▶ Material provided:
↓↓↓

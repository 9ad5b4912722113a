use crate::api::AppState;
use crate::config::SeedConfig;
use crate::repository::{DEALERSHIPS, REVIEWS, RepositoryError};
use crate::storage::{Document, DocumentStore, Filter};
use serde::Deserialize;
use serde::de::DeserializeOwned;
use std::path::{Path, PathBuf};
use tokio::task::JoinHandle;
use tracing::{error, info, warn};

/// Fixture file locations
#[derive(Debug, Clone)]
pub struct FixturePaths {
    pub dealerships: PathBuf,
    pub reviews: PathBuf,
}

#[derive(Debug, thiserror::Error)]
pub enum SeedError {
    #[error("failed to read fixture {}: {source}", .path.display())]
    Read {
        path: PathBuf,
        source: std::io::Error,
    },

    #[error("malformed fixture {}: {source}", .path.display())]
    Parse {
        path: PathBuf,
        source: serde_json::Error,
    },

    #[error("record {index} of fixture {} has no integer id", .path.display())]
    MissingId { path: PathBuf, index: usize },

    #[error(transparent)]
    Repository(#[from] RepositoryError),
}

/// Fixture records are stored as written; only their `id` is checked.
#[derive(Deserialize)]
struct DealershipFixture {
    dealerships: Vec<Document>,
}

#[derive(Deserialize)]
struct ReviewFixture {
    reviews: Vec<Document>,
}

/// Outcome of seeding one collection
#[derive(Debug)]
pub enum SeedOutcome {
    Seeded { deleted: usize, inserted: usize },
    Failed(SeedError),
}

impl SeedOutcome {
    pub fn is_seeded(&self) -> bool {
        matches!(self, SeedOutcome::Seeded { .. })
    }
}

#[derive(Debug)]
pub struct SeedReport {
    pub dealerships: SeedOutcome,
    pub reviews: SeedOutcome,
}

impl SeedReport {
    pub fn is_complete(&self) -> bool {
        self.dealerships.is_seeded() && self.reviews.is_seeded()
    }
}

/// Replace both collections with the fixture contents.
///
/// Collections are seeded independently and concurrently; a failure in one
/// is logged and leaves the other untouched. Never fails as a whole.
pub async fn seed<S: DocumentStore>(store: &S, paths: &FixturePaths) -> SeedReport {
    let (dealerships, reviews) = tokio::join!(
        seed_collection(store, DEALERSHIPS, &paths.dealerships, |f: DealershipFixture| {
            f.dealerships
        }),
        seed_collection(store, REVIEWS, &paths.reviews, |f: ReviewFixture| f.reviews),
    );

    SeedReport {
        dealerships,
        reviews,
    }
}

async fn seed_collection<S, F, E>(
    store: &S,
    collection: &'static str,
    path: &Path,
    extract: E,
) -> SeedOutcome
where
    S: DocumentStore,
    F: DeserializeOwned,
    E: FnOnce(F) -> Vec<Document>,
{
    match load_and_replace(store, collection, path, extract).await {
        Ok((deleted, inserted)) => {
            info!(collection, deleted, inserted, "Collection seeded");
            SeedOutcome::Seeded { deleted, inserted }
        }
        Err(e) => {
            error!(collection, error = %e, "Seeding failed");
            SeedOutcome::Failed(e)
        }
    }
}

async fn load_and_replace<S, F, E>(
    store: &S,
    collection: &str,
    path: &Path,
    extract: E,
) -> Result<(usize, usize), SeedError>
where
    S: DocumentStore,
    F: DeserializeOwned,
    E: FnOnce(F) -> Vec<Document>,
{
    let documents = extract(read_fixture(path).await?);
    if let Some(index) = documents
        .iter()
        .position(|d| !d.get("id").is_some_and(|id| id.is_i64()))
    {
        return Err(SeedError::MissingId {
            path: path.to_path_buf(),
            index,
        });
    }
    replace_collection(store, collection, documents).await
}

/// Delete everything in `collection`, then bulk-insert `documents`.
pub async fn replace_collection<S: DocumentStore>(
    store: &S,
    collection: &str,
    documents: Vec<Document>,
) -> Result<(usize, usize), SeedError> {
    let deleted = store
        .delete_many(collection, Filter::all())
        .await
        .map_err(RepositoryError::from)?;
    let inserted = store
        .insert_many(collection, documents)
        .await
        .map_err(RepositoryError::from)?;
    Ok((deleted, inserted))
}

async fn read_fixture<F: DeserializeOwned>(path: &Path) -> Result<F, SeedError> {
    let raw = tokio::fs::read(path).await.map_err(|source| SeedError::Read {
        path: path.to_path_buf(),
        source,
    })?;
    serde_json::from_slice(&raw).map_err(|source| SeedError::Parse {
        path: path.to_path_buf(),
        source,
    })
}

/// Run startup seeding as configured and mark `state` seeded when done.
///
/// Disabled seeding marks the state seeded straight away. With
/// `wait_for_completion` the fixtures are loaded before this returns;
/// otherwise seeding runs on a spawned task whose handle is returned.
pub async fn start<S: DocumentStore>(
    state: &AppState<S>,
    config: &SeedConfig,
) -> Option<JoinHandle<SeedReport>> {
    if !config.enabled {
        info!("⏭️  Seeding disabled");
        state.mark_seeded();
        return None;
    }

    let paths = config.fixture_paths();
    if config.wait_for_completion {
        info!("🌱 Seeding collections...");
        let report = seed(state.store.as_ref(), &paths).await;
        state.mark_seeded();
        if report.is_complete() {
            info!("✅ Seeding complete");
        } else {
            warn!("⚠️  Seeding incomplete, serving whatever data survived");
        }
        return None;
    }

    info!("🌱 Seeding collections in the background");
    let state = state.clone();
    Some(tokio::spawn(async move {
        let report = seed(state.store.as_ref(), &paths).await;
        state.mark_seeded();
        info!(complete = report.is_complete(), "Background seeding finished");
        report
    }))
}
pub mod api;
pub mod config;
pub mod models;
pub mod repository;
pub mod seed;
pub mod storage;
//! HTTP tests for the read routes and the error envelope.

mod common;

use axum::http::StatusCode;
use common::{UnavailableStore, app, body_bytes, body_json, get, ids, seeded_store};
use dealership_reviews_api::api::WELCOME;
use std::sync::Arc;

// ---------------------------------------------------------------------------
// Root and health
// ---------------------------------------------------------------------------

#[tokio::test]
async fn root_returns_welcome_text() {
    let response = get(app(seeded_store().await), "/").await;

    assert_eq!(response.status(), StatusCode::OK);
    let body = body_bytes(response).await;
    assert_eq!(body, WELCOME.as_bytes());
    assert_eq!(body, "Welcome to the Mongoose API".as_bytes());
}

#[tokio::test]
async fn health_reports_collection_sizes() {
    let json = body_json(get(app(seeded_store().await), "/health").await).await;

    assert_eq!(json["status"], "healthy");
    assert_eq!(json["seeded"], true);
    assert_eq!(json["total_dealerships"], 3);
    assert_eq!(json["total_reviews"], 3);
}

// ---------------------------------------------------------------------------
// Reviews
// ---------------------------------------------------------------------------

#[tokio::test]
async fn fetch_reviews_returns_every_review() {
    let response = get(app(seeded_store().await), "/fetchReviews").await;

    assert_eq!(response.status(), StatusCode::OK);
    let json = body_json(response).await;
    assert_eq!(ids(&json), vec![1, 2, 5]);
}

#[tokio::test]
async fn fetch_dealer_reviews_returns_matching_subset() {
    let json = body_json(get(app(seeded_store().await), "/fetchReviews/dealer/1").await).await;

    assert_eq!(ids(&json), vec![1, 5]);
    assert!(json.as_array().unwrap().iter().all(|r| r["dealership"] == 1));
}

#[tokio::test]
async fn fetch_dealer_reviews_without_matches_is_empty_not_error() {
    for uri in ["/fetchReviews/dealer/42", "/fetchReviews/dealer/abc", "/fetchReviews/dealer/01"] {
        let response = get(app(seeded_store().await), uri).await;
        assert_eq!(response.status(), StatusCode::OK, "{uri}");
        assert_eq!(body_json(response).await, serde_json::json!([]), "{uri}");
    }
}

// ---------------------------------------------------------------------------
// Dealerships
// ---------------------------------------------------------------------------

#[tokio::test]
async fn fetch_dealers_returns_every_dealership_with_details() {
    let json = body_json(get(app(seeded_store().await), "/fetchDealers").await).await;

    assert_eq!(ids(&json), vec![1, 2, 3]);
    assert_eq!(json[0]["full_name"], "Holdlamis Car Dealership");
}

#[tokio::test]
async fn fetch_dealers_by_state_is_case_sensitive() {
    let texas = body_json(get(app(seeded_store().await), "/fetchDealers/Texas").await).await;
    assert_eq!(ids(&texas), vec![1, 3]);

    let lower = body_json(get(app(seeded_store().await), "/fetchDealers/texas").await).await;
    assert_eq!(ids(&lower), Vec::<i64>::new());
}

#[tokio::test]
async fn fetch_dealer_returns_at_most_one() {
    let found = body_json(get(app(seeded_store().await), "/fetchDealer/2").await).await;
    assert_eq!(ids(&found), vec![2]);

    let missing = body_json(get(app(seeded_store().await), "/fetchDealer/99").await).await;
    assert_eq!(ids(&missing), Vec::<i64>::new());
}

#[tokio::test]
async fn fetch_dealer_parses_ids_leniently() {
    let prefix = body_json(get(app(seeded_store().await), "/fetchDealer/3xyz").await).await;
    assert_eq!(ids(&prefix), vec![3]);

    let response = get(app(seeded_store().await), "/fetchDealer/abc").await;
    assert_eq!(response.status(), StatusCode::OK);
    assert_eq!(body_json(response).await, serde_json::json!([]));
}

// ---------------------------------------------------------------------------
// Store failures map to 500 with the route's static message
// ---------------------------------------------------------------------------

#[tokio::test]
async fn store_failures_use_route_specific_messages() {
    let cases = [
        ("/fetchReviews", "Error fetching documents"),
        ("/fetchReviews/dealer/1", "Error fetching documents"),
        ("/fetchDealers", "Error fetching dealerships"),
        ("/fetchDealers/Texas", "Error fetching dealerships by state"),
        ("/fetchDealer/1", "Error fetching dealerships by id"),
    ];

    for (uri, message) in cases {
        let response = get(app(Arc::new(UnavailableStore)), uri).await;

        assert_eq!(response.status(), StatusCode::INTERNAL_SERVER_ERROR, "{uri}");
        assert_eq!(
            body_json(response).await,
            serde_json::json!({ "error": message }),
            "{uri}"
        );
    }
}

#[tokio::test]
async fn health_survives_an_unavailable_store() {
    let response = get(app(Arc::new(UnavailableStore)), "/health").await;

    assert_eq!(response.status(), StatusCode::OK);
    assert_eq!(body_json(response).await["total_reviews"], 0);
}
use super::{DEALERSHIPS, RepositoryResult, decode_all};
use crate::models::Dealership;
use crate::storage::{DocumentStore, Filter, Query};
use std::sync::Arc;

/// Read access to the `dealerships` collection
pub struct DealershipRepository<S> {
    store: Arc<S>,
}

impl<S: DocumentStore> DealershipRepository<S> {
    pub fn new(store: Arc<S>) -> Self {
        Self { store }
    }

    pub async fn all(&self) -> RepositoryResult<Vec<Dealership>> {
        self.find(Filter::all()).await
    }

    /// Exact, case-sensitive match on `state`
    pub async fn by_state(&self, state: &str) -> RepositoryResult<Vec<Dealership>> {
        self.find(Filter::equals("state", state)).await
    }

    /// At most one dealership, given the unique index on `id`
    pub async fn by_id(&self, id: i64) -> RepositoryResult<Vec<Dealership>> {
        self.find(Filter::equals("id", id)).await
    }

    async fn find(&self, filter: Filter) -> RepositoryResult<Vec<Dealership>> {
        let documents = self.store.find(DEALERSHIPS, Query::filter(filter)).await?;
        decode_all(documents)
    }
}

↑↑↑

Copy out every line in the records where the word "ReviewFixture" is found.

▶ Exercise result:
struct ReviewFixture {
        seed_collection(store, REVIEWS, &paths.reviews, |f: ReviewFixture| f.reviews),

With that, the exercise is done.